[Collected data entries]
┄┄┄┄┄┄┄┄┄┄┄┄┄┄┄┄┄┄┄┄

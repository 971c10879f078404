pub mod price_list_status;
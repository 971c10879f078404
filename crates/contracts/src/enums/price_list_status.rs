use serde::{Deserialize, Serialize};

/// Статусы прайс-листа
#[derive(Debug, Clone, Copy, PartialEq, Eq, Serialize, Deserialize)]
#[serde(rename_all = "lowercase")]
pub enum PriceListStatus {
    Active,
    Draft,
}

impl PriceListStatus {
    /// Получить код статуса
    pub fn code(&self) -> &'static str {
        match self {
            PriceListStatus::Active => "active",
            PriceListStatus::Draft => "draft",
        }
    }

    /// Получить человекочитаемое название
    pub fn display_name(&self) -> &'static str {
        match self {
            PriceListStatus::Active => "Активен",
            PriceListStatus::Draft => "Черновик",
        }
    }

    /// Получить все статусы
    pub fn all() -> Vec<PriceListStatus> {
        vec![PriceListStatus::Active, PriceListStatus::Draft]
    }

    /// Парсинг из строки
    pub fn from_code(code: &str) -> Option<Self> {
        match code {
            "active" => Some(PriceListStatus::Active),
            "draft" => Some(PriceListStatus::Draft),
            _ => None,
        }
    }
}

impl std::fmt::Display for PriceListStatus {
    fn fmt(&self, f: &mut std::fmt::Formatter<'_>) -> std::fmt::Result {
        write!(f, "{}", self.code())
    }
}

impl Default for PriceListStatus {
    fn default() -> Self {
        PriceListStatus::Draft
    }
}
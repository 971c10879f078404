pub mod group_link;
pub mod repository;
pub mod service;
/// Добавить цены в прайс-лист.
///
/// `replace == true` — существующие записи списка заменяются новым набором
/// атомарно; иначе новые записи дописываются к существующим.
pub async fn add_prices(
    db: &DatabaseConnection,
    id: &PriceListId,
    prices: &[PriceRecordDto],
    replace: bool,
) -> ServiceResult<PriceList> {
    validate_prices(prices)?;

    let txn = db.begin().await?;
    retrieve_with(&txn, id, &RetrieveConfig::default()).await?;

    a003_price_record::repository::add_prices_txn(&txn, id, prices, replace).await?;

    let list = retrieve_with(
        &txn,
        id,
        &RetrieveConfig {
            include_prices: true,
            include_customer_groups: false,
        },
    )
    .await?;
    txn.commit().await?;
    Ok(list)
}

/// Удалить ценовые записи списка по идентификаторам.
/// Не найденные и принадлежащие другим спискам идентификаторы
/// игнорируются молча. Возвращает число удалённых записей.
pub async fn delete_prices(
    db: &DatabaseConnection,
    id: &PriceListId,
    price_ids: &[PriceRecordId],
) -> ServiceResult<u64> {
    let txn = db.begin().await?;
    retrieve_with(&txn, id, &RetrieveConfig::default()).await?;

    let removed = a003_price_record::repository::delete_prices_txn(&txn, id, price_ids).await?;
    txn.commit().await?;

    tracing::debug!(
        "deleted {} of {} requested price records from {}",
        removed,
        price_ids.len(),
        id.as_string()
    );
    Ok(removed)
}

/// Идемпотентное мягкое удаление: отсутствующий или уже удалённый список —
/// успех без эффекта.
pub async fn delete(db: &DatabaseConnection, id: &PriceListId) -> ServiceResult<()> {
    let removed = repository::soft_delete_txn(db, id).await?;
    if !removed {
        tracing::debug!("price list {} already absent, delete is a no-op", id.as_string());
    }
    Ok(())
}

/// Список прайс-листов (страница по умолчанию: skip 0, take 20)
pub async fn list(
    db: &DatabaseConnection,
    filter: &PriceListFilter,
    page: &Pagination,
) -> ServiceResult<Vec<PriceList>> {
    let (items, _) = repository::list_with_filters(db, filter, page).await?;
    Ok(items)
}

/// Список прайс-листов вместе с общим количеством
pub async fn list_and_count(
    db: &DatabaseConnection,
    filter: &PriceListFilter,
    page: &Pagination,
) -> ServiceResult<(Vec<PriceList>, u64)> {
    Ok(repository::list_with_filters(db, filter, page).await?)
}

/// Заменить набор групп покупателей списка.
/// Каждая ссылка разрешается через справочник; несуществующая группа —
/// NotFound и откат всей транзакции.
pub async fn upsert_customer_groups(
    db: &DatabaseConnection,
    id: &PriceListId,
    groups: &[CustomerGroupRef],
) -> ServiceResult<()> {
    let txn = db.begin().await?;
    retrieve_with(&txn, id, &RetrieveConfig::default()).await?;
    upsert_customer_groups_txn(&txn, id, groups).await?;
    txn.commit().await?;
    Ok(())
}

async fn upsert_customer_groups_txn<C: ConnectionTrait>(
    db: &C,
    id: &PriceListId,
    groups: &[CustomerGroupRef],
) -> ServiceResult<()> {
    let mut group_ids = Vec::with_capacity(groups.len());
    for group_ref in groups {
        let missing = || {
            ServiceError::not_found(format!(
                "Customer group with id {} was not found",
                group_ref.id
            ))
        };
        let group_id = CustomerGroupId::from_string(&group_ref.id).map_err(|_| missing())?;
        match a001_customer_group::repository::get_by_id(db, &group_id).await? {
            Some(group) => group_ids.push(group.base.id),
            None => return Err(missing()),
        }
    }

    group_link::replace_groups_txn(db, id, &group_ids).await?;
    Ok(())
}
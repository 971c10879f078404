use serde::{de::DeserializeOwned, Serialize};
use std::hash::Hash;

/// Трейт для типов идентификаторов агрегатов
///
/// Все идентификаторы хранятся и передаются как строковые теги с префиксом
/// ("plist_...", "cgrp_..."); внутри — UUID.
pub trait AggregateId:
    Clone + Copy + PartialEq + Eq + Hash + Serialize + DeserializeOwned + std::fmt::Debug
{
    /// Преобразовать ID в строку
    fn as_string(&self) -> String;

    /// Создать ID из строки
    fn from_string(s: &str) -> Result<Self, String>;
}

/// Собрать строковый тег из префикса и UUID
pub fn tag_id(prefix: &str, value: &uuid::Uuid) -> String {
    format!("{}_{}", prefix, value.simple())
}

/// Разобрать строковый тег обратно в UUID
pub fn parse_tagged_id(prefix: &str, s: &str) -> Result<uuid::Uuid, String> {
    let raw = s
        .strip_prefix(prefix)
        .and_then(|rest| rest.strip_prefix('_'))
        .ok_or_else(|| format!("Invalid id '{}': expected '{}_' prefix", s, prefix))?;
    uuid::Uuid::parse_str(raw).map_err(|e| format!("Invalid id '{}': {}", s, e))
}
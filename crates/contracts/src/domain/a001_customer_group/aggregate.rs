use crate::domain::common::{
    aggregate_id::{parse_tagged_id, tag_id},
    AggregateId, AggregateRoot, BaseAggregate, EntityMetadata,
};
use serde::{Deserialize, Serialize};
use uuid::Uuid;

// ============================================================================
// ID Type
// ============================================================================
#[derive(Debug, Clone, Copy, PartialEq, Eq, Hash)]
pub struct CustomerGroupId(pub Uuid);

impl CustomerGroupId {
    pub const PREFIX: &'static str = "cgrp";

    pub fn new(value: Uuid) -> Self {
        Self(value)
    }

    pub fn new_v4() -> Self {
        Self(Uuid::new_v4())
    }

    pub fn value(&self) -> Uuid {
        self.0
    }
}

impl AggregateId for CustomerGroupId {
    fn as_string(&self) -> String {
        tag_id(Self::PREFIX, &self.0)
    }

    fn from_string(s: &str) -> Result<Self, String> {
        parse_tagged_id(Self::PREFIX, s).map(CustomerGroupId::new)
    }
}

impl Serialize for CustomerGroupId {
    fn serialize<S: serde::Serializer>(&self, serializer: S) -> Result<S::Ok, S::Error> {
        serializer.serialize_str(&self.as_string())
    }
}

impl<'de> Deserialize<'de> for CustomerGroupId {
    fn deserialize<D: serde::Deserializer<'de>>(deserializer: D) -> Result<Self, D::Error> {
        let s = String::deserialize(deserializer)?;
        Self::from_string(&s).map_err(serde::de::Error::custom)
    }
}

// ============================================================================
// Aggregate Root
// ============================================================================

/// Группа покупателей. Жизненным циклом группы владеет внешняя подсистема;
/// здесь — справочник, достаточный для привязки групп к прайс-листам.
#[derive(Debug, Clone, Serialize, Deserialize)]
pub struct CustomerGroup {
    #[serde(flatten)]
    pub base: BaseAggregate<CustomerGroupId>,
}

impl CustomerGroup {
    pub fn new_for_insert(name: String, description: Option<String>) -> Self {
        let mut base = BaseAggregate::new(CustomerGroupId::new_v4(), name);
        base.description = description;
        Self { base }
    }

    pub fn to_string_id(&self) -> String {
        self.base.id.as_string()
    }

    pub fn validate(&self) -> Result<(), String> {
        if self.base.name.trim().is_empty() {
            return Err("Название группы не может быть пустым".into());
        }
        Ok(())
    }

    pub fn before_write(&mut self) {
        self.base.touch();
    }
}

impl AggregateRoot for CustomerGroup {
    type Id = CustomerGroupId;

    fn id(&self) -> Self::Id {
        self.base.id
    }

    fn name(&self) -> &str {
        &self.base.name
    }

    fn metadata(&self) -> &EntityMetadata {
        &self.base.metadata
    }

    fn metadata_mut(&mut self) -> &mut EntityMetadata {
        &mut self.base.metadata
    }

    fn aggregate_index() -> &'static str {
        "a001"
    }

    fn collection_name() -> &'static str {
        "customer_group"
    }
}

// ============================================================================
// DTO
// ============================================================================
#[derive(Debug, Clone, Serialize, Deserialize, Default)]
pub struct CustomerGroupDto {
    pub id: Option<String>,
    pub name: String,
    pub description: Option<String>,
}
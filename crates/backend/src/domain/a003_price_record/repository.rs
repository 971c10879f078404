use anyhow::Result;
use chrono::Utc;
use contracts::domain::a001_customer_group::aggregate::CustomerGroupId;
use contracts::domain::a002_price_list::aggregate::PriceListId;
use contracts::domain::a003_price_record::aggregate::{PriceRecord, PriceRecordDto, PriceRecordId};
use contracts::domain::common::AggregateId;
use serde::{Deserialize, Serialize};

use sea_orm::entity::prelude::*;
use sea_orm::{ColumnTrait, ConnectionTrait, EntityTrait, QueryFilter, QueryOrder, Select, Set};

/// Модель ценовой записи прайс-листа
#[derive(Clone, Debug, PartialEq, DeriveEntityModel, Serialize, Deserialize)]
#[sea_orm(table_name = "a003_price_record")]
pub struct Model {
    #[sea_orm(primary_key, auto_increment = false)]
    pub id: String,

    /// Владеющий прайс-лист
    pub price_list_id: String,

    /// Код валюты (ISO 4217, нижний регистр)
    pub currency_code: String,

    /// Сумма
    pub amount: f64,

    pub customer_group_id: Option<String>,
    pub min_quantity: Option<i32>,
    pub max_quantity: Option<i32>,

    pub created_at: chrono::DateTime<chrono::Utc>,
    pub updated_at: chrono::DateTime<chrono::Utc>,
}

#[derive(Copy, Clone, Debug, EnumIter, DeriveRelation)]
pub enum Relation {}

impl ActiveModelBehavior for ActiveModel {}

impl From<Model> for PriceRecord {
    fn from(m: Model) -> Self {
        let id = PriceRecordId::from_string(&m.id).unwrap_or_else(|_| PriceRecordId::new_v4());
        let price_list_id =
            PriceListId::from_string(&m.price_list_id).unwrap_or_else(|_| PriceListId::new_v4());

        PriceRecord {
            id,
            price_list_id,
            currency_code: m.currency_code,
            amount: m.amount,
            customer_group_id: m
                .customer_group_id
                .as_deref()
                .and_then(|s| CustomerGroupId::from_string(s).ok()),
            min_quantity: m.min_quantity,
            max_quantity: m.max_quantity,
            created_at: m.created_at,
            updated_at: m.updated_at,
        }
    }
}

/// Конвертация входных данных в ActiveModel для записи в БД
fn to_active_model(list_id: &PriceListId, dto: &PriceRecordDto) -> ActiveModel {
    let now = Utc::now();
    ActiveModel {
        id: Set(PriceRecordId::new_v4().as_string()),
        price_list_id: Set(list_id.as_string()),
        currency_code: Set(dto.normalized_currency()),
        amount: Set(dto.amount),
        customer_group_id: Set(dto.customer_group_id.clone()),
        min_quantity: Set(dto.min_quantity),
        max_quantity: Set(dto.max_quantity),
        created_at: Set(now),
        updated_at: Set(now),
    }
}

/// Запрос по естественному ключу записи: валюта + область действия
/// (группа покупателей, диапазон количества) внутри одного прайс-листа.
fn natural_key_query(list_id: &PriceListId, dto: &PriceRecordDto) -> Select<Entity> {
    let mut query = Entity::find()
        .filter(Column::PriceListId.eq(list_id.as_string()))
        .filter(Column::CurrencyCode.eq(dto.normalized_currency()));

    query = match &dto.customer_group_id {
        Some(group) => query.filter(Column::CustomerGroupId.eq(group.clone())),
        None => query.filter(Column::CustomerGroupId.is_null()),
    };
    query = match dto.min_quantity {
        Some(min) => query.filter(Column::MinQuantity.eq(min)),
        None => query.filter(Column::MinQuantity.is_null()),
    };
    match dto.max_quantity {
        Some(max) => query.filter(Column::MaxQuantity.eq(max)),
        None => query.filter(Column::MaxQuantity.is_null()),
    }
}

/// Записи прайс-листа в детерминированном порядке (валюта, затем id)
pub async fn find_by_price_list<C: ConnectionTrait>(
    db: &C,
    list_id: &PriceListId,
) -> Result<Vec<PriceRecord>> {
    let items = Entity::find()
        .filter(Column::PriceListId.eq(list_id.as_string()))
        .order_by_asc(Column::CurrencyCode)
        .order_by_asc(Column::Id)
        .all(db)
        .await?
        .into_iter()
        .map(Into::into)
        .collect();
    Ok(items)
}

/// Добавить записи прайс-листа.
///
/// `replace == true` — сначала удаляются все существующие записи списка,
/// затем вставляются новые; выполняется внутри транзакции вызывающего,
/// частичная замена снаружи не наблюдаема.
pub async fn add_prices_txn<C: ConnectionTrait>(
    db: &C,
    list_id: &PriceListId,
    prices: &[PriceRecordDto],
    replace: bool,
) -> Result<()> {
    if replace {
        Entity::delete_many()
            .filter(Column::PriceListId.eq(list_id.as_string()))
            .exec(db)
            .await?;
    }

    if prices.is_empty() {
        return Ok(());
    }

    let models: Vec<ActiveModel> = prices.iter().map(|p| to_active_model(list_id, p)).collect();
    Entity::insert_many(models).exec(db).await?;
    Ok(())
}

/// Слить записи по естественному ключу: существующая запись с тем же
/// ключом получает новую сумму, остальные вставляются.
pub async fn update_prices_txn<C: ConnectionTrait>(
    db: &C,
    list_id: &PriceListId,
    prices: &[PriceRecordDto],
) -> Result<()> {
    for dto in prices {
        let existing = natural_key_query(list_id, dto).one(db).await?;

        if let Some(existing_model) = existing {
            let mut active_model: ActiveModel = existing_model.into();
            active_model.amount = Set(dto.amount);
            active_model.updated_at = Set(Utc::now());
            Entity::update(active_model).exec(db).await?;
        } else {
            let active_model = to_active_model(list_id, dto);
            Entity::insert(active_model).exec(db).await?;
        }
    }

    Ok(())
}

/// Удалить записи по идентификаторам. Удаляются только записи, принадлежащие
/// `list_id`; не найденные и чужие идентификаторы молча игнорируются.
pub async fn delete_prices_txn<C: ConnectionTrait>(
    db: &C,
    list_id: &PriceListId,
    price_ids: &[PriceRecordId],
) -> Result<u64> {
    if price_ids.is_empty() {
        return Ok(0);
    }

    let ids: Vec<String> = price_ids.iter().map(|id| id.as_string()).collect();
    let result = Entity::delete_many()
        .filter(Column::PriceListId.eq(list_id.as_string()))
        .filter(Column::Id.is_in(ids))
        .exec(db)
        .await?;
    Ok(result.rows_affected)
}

┄┄┄┄┄┄┄┄┄┄┄┄┄┄┄┄┄┄┄┄

▸ **Prompt**
Verbatim output is expected for the lines from the start of the data to the line in which "fn fmt(&self, f: &mut" appears, both included.

▸ **Result of the task**
repository 971c10879f078404
pub mod price_list_status;
repository 971c10879f078404
filename crates/contracts/src/enums/price_list_status.rs
use serde::{Deserialize, Serialize};

/// Статусы прайс-листа
#[derive(Debug, Clone, Copy, PartialEq, Eq, Serialize, Deserialize)]
#[serde(rename_all = "lowercase")]
pub enum PriceListStatus {
    Active,
    Draft,
}

impl PriceListStatus {
    /// Получить код статуса
    pub fn code(&self) -> &'static str {
        match self {
            PriceListStatus::Active => "active",
            PriceListStatus::Draft => "draft",
        }
    }

    /// Получить человекочитаемое название
    pub fn display_name(&self) -> &'static str {
        match self {
            PriceListStatus::Active => "Активен",
            PriceListStatus::Draft => "Черновик",
        }
    }

    /// Получить все статусы
    pub fn all() -> Vec<PriceListStatus> {
        vec![PriceListStatus::Active, PriceListStatus::Draft]
    }

    /// Парсинг из строки
    pub fn from_code(code: &str) -> Option<Self> {
        match code {
            "active" => Some(PriceListStatus::Active),
            "draft" => Some(PriceListStatus::Draft),
            _ => None,
        }
    }
}

impl std::fmt::Display for PriceListStatus {
    fn fmt(&self, f: &mut std::fmt::Formatter<'_>) -> std::fmt::Result {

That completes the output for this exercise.